**INPUT DATA:**
※ ※ ※
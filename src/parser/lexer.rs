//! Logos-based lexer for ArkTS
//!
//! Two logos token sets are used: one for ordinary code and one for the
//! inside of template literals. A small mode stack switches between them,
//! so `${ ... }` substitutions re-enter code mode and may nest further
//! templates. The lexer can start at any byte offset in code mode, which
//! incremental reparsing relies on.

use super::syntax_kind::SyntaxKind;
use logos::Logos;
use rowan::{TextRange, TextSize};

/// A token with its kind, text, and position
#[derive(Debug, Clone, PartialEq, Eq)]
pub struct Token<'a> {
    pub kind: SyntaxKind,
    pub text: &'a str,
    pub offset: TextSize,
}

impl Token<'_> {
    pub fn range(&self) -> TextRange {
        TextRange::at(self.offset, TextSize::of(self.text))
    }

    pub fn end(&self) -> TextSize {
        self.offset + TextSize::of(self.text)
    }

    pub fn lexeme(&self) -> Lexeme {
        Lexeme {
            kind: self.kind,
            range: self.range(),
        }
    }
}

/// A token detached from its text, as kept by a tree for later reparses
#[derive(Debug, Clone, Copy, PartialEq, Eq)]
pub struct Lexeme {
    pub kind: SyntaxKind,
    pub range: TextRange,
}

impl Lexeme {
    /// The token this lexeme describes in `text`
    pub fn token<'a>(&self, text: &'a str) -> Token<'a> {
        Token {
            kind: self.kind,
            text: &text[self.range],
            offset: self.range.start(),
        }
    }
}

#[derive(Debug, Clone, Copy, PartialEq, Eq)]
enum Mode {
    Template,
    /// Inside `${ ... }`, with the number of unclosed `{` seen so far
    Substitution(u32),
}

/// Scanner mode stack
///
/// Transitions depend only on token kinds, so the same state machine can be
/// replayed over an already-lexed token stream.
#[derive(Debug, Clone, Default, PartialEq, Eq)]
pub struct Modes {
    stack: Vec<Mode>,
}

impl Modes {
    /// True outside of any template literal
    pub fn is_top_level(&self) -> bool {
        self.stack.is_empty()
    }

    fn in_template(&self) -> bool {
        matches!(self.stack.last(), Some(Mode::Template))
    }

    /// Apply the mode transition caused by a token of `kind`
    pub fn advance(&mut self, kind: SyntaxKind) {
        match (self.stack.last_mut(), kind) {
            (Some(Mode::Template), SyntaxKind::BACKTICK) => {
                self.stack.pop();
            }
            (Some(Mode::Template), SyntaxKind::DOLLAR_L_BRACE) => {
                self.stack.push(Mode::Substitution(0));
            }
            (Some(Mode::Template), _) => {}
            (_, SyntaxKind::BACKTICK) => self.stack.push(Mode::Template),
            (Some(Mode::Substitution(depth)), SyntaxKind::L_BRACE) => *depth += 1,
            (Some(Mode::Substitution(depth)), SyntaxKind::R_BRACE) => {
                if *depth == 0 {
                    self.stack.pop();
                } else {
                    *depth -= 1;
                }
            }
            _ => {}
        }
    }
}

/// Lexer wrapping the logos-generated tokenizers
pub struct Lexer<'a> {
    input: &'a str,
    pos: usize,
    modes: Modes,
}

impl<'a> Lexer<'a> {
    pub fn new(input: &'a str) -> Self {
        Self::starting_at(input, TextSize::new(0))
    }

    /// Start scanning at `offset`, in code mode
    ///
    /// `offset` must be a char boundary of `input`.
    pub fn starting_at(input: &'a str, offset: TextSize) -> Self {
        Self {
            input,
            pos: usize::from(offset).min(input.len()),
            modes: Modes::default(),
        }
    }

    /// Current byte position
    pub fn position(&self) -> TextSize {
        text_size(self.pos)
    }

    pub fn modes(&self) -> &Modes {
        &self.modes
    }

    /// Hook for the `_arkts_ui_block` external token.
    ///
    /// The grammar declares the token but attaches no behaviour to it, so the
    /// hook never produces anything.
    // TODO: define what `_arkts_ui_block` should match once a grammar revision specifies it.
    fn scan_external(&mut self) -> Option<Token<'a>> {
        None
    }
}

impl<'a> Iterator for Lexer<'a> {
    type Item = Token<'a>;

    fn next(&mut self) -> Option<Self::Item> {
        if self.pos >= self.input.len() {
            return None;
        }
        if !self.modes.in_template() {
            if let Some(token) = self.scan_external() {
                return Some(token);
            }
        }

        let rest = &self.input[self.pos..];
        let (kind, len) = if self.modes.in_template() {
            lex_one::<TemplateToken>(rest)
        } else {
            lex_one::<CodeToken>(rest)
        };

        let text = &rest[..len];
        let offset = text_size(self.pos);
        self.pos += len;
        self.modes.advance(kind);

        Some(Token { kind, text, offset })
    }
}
※ ※ ※
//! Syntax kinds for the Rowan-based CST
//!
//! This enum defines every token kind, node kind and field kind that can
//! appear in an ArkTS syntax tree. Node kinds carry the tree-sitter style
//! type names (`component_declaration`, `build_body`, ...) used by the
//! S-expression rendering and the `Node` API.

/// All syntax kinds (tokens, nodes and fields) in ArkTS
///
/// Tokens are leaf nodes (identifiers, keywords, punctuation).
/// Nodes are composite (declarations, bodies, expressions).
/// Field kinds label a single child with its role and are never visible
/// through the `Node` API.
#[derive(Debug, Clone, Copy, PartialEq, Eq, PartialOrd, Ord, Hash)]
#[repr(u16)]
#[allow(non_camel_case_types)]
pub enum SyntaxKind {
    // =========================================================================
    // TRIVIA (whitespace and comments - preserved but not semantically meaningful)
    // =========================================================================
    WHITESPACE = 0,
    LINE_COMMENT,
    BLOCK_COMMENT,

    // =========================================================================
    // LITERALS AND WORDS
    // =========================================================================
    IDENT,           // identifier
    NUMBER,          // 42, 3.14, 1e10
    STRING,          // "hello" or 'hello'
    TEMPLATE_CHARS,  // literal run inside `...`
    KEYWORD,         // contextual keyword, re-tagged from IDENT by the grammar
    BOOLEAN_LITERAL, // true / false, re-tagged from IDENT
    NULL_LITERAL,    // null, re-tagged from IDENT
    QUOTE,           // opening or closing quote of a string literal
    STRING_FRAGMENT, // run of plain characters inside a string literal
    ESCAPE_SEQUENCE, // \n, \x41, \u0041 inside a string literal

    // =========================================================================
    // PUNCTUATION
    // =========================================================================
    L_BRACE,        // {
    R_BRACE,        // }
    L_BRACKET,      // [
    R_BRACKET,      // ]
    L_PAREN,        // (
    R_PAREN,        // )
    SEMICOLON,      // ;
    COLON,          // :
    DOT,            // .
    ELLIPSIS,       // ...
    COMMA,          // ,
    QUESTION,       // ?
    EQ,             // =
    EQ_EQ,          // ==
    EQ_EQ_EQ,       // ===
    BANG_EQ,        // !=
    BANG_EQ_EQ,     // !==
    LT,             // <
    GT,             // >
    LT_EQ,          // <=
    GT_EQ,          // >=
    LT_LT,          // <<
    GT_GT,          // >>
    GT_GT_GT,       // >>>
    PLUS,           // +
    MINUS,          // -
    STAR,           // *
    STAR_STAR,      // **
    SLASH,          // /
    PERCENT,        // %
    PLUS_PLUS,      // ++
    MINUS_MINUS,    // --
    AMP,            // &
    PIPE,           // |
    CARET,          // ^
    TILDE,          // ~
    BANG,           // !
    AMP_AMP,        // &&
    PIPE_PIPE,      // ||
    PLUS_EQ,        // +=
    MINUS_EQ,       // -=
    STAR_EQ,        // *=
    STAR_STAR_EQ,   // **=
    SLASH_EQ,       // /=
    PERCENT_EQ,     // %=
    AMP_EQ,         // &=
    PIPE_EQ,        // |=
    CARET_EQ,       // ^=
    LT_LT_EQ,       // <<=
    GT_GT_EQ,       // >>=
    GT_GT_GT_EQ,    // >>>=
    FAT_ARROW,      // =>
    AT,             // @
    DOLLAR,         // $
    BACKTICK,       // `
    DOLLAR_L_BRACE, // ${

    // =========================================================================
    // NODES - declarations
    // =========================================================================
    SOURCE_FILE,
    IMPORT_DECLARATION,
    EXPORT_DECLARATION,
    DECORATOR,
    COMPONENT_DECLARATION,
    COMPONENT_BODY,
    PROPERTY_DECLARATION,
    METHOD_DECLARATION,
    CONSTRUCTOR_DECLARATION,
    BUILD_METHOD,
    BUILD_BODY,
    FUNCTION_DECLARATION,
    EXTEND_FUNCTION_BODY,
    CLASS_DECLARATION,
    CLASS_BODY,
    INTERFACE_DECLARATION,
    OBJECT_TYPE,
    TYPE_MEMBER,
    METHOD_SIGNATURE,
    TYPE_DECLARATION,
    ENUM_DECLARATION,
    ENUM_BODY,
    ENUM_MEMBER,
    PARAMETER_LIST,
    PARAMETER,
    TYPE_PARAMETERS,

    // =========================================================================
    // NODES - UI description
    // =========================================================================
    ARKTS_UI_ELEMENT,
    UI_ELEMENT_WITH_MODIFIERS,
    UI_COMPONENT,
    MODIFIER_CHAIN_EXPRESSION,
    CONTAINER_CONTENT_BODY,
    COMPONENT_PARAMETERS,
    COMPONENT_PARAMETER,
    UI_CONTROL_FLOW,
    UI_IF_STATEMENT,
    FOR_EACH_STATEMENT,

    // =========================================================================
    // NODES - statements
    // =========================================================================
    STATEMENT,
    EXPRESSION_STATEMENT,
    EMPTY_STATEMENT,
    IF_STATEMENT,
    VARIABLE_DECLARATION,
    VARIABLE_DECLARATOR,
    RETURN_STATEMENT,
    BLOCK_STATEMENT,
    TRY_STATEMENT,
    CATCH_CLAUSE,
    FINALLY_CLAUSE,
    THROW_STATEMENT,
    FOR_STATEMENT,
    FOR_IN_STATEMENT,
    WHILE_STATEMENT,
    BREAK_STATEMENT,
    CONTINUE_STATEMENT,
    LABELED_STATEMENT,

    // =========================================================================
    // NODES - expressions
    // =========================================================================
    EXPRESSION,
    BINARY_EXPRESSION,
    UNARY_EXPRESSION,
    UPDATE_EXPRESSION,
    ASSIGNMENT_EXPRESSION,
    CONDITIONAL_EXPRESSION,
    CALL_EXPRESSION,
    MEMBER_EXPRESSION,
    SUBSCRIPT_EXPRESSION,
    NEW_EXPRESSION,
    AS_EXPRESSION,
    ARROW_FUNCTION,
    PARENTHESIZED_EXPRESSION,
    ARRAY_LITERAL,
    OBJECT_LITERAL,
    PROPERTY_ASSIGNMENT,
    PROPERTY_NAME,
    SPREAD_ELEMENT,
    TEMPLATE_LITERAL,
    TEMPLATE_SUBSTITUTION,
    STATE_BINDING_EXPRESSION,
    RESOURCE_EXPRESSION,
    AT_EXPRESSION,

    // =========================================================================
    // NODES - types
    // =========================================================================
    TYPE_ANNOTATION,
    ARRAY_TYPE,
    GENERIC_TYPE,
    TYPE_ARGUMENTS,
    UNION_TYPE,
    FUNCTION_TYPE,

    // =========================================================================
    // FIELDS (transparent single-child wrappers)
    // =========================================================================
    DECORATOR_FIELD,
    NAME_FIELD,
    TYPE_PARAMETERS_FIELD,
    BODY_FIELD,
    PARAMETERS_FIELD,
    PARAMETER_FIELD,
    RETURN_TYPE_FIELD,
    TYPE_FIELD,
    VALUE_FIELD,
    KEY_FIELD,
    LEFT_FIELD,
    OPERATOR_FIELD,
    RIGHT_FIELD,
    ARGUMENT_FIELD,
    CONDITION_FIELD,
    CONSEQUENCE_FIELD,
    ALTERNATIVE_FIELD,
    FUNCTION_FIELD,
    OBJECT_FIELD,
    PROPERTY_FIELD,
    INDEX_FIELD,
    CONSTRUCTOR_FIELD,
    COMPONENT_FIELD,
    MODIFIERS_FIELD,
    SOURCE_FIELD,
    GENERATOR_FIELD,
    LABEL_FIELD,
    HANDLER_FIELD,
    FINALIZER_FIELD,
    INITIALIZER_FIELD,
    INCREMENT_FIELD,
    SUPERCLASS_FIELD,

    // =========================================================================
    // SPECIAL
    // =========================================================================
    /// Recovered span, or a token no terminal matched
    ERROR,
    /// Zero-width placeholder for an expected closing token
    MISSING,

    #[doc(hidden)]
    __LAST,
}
※ ※ ※
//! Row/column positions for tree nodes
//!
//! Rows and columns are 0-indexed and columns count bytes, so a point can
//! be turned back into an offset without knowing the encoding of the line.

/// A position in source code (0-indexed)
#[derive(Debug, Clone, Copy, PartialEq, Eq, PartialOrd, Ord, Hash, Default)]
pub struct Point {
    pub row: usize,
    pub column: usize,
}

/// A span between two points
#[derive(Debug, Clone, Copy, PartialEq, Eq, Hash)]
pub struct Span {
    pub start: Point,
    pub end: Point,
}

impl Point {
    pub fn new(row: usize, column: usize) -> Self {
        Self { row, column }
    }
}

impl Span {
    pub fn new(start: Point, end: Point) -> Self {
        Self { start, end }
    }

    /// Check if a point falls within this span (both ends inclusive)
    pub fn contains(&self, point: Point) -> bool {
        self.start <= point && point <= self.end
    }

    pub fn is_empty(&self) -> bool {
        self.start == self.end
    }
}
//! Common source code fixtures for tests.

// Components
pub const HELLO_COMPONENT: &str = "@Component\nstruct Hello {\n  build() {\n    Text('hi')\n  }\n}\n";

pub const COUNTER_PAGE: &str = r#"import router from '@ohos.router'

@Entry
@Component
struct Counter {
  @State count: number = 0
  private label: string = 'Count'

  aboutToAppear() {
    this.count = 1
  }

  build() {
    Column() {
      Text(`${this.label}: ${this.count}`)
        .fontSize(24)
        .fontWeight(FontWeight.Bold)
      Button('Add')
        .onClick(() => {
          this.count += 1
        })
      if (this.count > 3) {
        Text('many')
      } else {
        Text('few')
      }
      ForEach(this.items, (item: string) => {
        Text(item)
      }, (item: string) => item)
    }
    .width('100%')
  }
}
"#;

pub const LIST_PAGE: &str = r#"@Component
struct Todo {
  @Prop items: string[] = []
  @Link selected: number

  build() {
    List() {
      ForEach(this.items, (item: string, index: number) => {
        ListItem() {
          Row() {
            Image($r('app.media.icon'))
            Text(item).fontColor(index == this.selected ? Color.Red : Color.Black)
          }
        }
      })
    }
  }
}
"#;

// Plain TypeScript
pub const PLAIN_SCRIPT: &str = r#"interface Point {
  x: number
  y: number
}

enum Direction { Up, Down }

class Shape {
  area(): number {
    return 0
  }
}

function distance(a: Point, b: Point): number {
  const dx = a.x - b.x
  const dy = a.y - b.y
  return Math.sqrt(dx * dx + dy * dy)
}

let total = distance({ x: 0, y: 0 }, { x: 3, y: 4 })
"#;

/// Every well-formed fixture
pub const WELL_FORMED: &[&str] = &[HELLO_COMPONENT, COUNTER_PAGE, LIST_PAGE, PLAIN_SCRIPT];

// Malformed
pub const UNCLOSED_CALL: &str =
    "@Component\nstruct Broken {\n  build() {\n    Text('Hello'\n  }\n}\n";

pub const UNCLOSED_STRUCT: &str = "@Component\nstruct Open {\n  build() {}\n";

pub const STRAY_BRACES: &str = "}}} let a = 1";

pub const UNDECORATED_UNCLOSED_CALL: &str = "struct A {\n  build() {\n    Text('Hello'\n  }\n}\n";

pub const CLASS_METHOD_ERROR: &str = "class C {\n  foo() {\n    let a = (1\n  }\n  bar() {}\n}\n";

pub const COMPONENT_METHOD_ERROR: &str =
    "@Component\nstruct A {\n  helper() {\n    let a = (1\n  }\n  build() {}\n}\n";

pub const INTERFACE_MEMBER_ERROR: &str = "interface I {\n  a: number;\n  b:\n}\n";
※ ※ ※
**DIRECTIONS:**
Tell how many lines in the data hold the string "Copy". Only the number is wanted.

**SOLUTION TO THE EXERCISE:**
5